Will Sally Rooney ban the Mandarin version of her new book because of Uighur concentration camps in China?
She needs to think through what she is doing in banning an Israeli publisher from translating her new book “Beautiful World, Where Are You?” into Hebrew. Woke posturing can quickly turn into a session of “whataboutery” (which the Irish are famous for.)
Should the Russian version go, given the way they have shot and poisoned and imprisoned democrats like Alexi Navalny and killed journalists?
How about the Burmese edition where ethnic cleansing has been going on after an Army coup?
It’s sad it has come to this. One of my few enjoyable interludes during the original pandemic was watching a bright new Irish talent create a huge splash all over the world.
Sally Rooney’s book “Normal People” became a much-loved series with its frank and moving depiction of first love.
Rooney has been in the stratosphere ever since, and I believe she has handled her sudden fame with real panache.
She has an understated manner and presence in Ireland and retreated to rural Mayo to write her latest book. She is a long way from being the kind of celebrity author many in her situation would seek to be.
She is overt about her politics, an out and out Marxist, which is fine and dandy, but some aspects of that philosophy have proven very detrimental to our world in the past — think Stalin, think the imperialism in forcing most of Eastern Europe into becoming vassal states, think of the massive censorship, murder and jailing of people yearning to be free.
Former British Prime Minister Tony Bair divided the world up, rather cleverly, into countries that people are trying to get into versus countries people are seeking to flee. The Marxist Soviet Union countries would definitely have been places ordinary people were trying to get away from. (Remember the Berlin Wall?)
Now Rooney is exercising a little censorship of her own, banning an Israeli publisher from translating her new book “Beautiful World, Where Are You?” into Hebrew in protest of Israel’s treatment of Palestinians.
She clearly feels strongly on the issue but I don’t believe in banning a cultural endeavor. Irish people, above all, should understand the negative impact of censoring a book, any book.
Next year we celebrate the 100th anniversary of the writing of Ulysses by James Joyce; it was banned in America for many years. It was a Jewish publisher, Bennett Cerf, who took the US government to court and won a remarkable victory for freedom of expression.

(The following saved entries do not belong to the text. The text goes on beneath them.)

//! UI/View domain
//!
//! Presentation state that outlives a single render but not the view that
//! owns it.

pub mod carousel;

pub use carousel::{
    CarouselController, CarouselKey, KeyboardHub, MountedCarousel,
};
use anyhow::{Context, Result};
use camino::Utf8Path;
use std::fs;
use tracing_appender::rolling;
use tracing_subscriber::{layer::SubscriberExt, util::SubscriberInitExt, EnvFilter};

/// Setup logging with a daily-rotating file appender and optional console
/// output.
///
/// # Arguments
/// * `log_dir` - Directory for log files (e.g., "logs")
/// * `log_prefix` - Prefix for log files (e.g., "aip-updater")
/// * `debug_mode` - If true, use debug level; otherwise use info level
/// * `console_output` - If true, also log to stderr
///
/// # Returns
/// A guard that must be held for the duration of the program to keep the
/// non-blocking file writer flushing.
pub fn setup_logging(
    log_dir: &Utf8Path,
    log_prefix: &str,
    debug_mode: bool,
    console_output: bool,
) -> Result<tracing_appender::non_blocking::WorkerGuard> {
    if !log_dir.exists() {
        fs::create_dir_all(log_dir.as_std_path())
            .with_context(|| format!("Failed to create log directory: {}", log_dir))?;
    }

    let file_appender = rolling::daily(log_dir.as_std_path(), log_prefix);
    let (non_blocking, guard) = tracing_appender::non_blocking(file_appender);

    let env_filter = if debug_mode {
        EnvFilter::new("debug")
    } else {
        EnvFilter::new("info")
    };

    let file_layer = tracing_subscriber::fmt::layer()
        .with_writer(non_blocking)
        .with_ansi(false) // No ANSI codes in log files
        .with_target(true)
        .with_thread_ids(true)
        .with_file(true)
        .with_line_number(true);

    if console_output {
        let console_layer = tracing_subscriber::fmt::layer()
            .with_writer(std::io::stderr)
            .with_ansi(true)
            .with_target(false);

        tracing_subscriber::registry()
            .with(env_filter)
            .with(file_layer)
            .with(console_layer)
            .init();
    } else {
        tracing_subscriber::registry()
            .with(env_filter)
            .with(file_layer)
            .init();
    }

    tracing::info!(
        "Logging initialized: dir={}, prefix={}, debug={}, console={}",
        log_dir,
        log_prefix,
        debug_mode,
        console_output
    );

    Ok(guard)
}
use crate::models::{LogEntry, LogStatus, RunMetadata, Stage};
use indexmap::IndexMap;
use std::collections::VecDeque;
use std::sync::{Arc, Mutex};
use tokio::sync::broadcast;

/// Size of the replay ring buffer handed to newly-attached subscribers.
pub const REPLAY_BUFFER_CAPACITY: usize = 1000;

/// System-level message emitted exactly once at the end of every run; live
/// subscriptions terminate after delivering it.
pub const RUN_FINISHED_MESSAGE: &str = "Update process finished";

#[derive(Debug, Default)]
struct SinkState {
    replay: VecDeque<LogEntry>,
    logs: IndexMap<String, Vec<LogEntry>>,
    metadata: RunMetadata,
}

/// Structured progress log for the currently-active run.
///
/// Every emitted [`LogEntry`] goes three places: the bounded replay ring
/// (drop-oldest), the per-profile log map that becomes the persisted
/// [`RunRecord`](crate::models::RunRecord), and a broadcast channel fanning
/// out to live subscribers. Exactly one writer (the orchestrator), any number
/// of readers; the writer never blocks on slow readers — a lagging subscriber
/// loses its oldest pending events, per the broadcast channel's policy.
#[derive(Debug, Clone)]
pub struct ProgressSink {
    state: Arc<Mutex<SinkState>>,
    tx: broadcast::Sender<LogEntry>,
}

impl ProgressSink {
    pub fn new() -> Self {
        let (tx, _) = broadcast::channel(256);
        Self {
            state: Arc::new(Mutex::new(SinkState::default())),
            tx,
        }
    }

    /// Record one progress event. An empty `profile` marks a system-level
    /// event, which is broadcast and buffered but kept out of the per-profile
    /// log map.
    pub fn emit<M: Into<String>>(
        &self,
        profile: &str,
        stage: Stage,
        message: M,
        status: LogStatus,
    ) -> LogEntry {
        let entry = LogEntry::new(profile, stage, message, status);

        {
            let mut state = self.state.lock().unwrap();

            state.replay.push_back(entry.clone());
            if state.replay.len() > REPLAY_BUFFER_CAPACITY {
                state.replay.pop_front();
            }

            if !profile.is_empty() {
                state
                    .logs
                    .entry(profile.to_string())
                    .or_default()
                    .push(entry.clone());
            }

            // Send while holding the lock so a concurrent subscribe() sees
            // every entry exactly once: in the replay snapshot or live.
            // It's OK if no one is listening.
            let _ = self.tx.send(entry.clone());
        }

        tracing::info!("[{}] {}: {}", profile, entry.stage, entry.message);
        entry
    }

    /// Mark that this run rendered at least one PDF.
    pub fn mark_pdf_created(&self) {
        self.state.lock().unwrap().metadata.pdf_created = true;
    }

    /// Attach a subscriber: a snapshot of everything buffered so far plus a
    /// live receiver for what follows. Taken under one lock, so the two parts
    /// have no gap and no overlap.
    pub fn subscribe(&self) -> (Vec<LogEntry>, broadcast::Receiver<LogEntry>) {
        let state = self.state.lock().unwrap();
        let replay = state.replay.iter().cloned().collect();
        let rx = self.tx.subscribe();
        (replay, rx)
    }

    /// Attach a subscriber as a replay-then-tail event sequence that
    /// terminates once the run-finished event has been delivered.
    pub fn stream(&self) -> ProgressSubscription {
        let (replay, rx) = self.subscribe();
        ProgressSubscription {
            replay: replay.into_iter(),
            rx,
            done: false,
        }
    }

    /// Drain the per-run state for persistence.
    pub fn take_run(&self) -> (IndexMap<String, Vec<LogEntry>>, RunMetadata) {
        let mut state = self.state.lock().unwrap();
        (
            std::mem::take(&mut state.logs),
            std::mem::take(&mut state.metadata),
        )
    }

    /// Clear all per-run state. Must run between runs so nothing from a
    /// previous run leaks into a new run's observable state.
    pub fn reset(&self) {
        let mut state = self.state.lock().unwrap();
        state.replay.clear();
        state.logs.clear();
        state.metadata = RunMetadata::default();
    }
}

impl Default for ProgressSink {
    fn default() -> Self {
        Self::new()
    }
}

fn is_run_finished(entry: &LogEntry) -> bool {
    entry.is_system() && entry.stage == Stage::System && entry.message == RUN_FINISHED_MESSAGE
}

/// One subscriber's view of the progress feed: buffered history first, then
/// live events, ending after the run-finished event.
pub struct ProgressSubscription {
    replay: std::vec::IntoIter<LogEntry>,
    rx: broadcast::Receiver<LogEntry>,
    done: bool,
}

impl ProgressSubscription {
    /// Next event, or `None` once the run has finished (or the sink is gone).
    pub async fn next(&mut self) -> Option<LogEntry> {
        if self.done {
            return None;
        }

        if let Some(entry) = self.replay.next() {
            if is_run_finished(&entry) {
                self.done = true;
            }
            return Some(entry);
        }

        loop {
            match self.rx.recv().await {
                Ok(entry) => {
                    if is_run_finished(&entry) {
                        self.done = true;
                    }
                    return Some(entry);
                }
                Err(broadcast::error::RecvError::Lagged(skipped)) => {
                    tracing::warn!("Progress subscriber lagged, skipped {} events", skipped);
                    continue;
                }
                Err(broadcast::error::RecvError::Closed) => {
                    self.done = true;
                    return None;
                }
            }
        }
    }
}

The Palestinian issue is one where there is huge culpability on the Israeli side in terms of how they treat their Arab neighbors. The former Prime Minister Benjamin Netanyahu was vicious and relentless in his repression of the Palestinians and his extreme efforts to stop them from having a homeland.
I think Rooney would be certainly right to speak out on those issues about the occupation of the West Bank and other catastrophes visited on the Palestinian people.
But banning a Hebrew translation of her book by an Israeli publisher? That strikes me as more Stalinist than progressive. Depriving people of immersion in other cultures through books and other media will have the opposite effect to what she intends.
Argue, dissent, agree or do whatever you think is right to make the case for Palestinians, but don’t ban. There are already enough book-burning maniacs out there.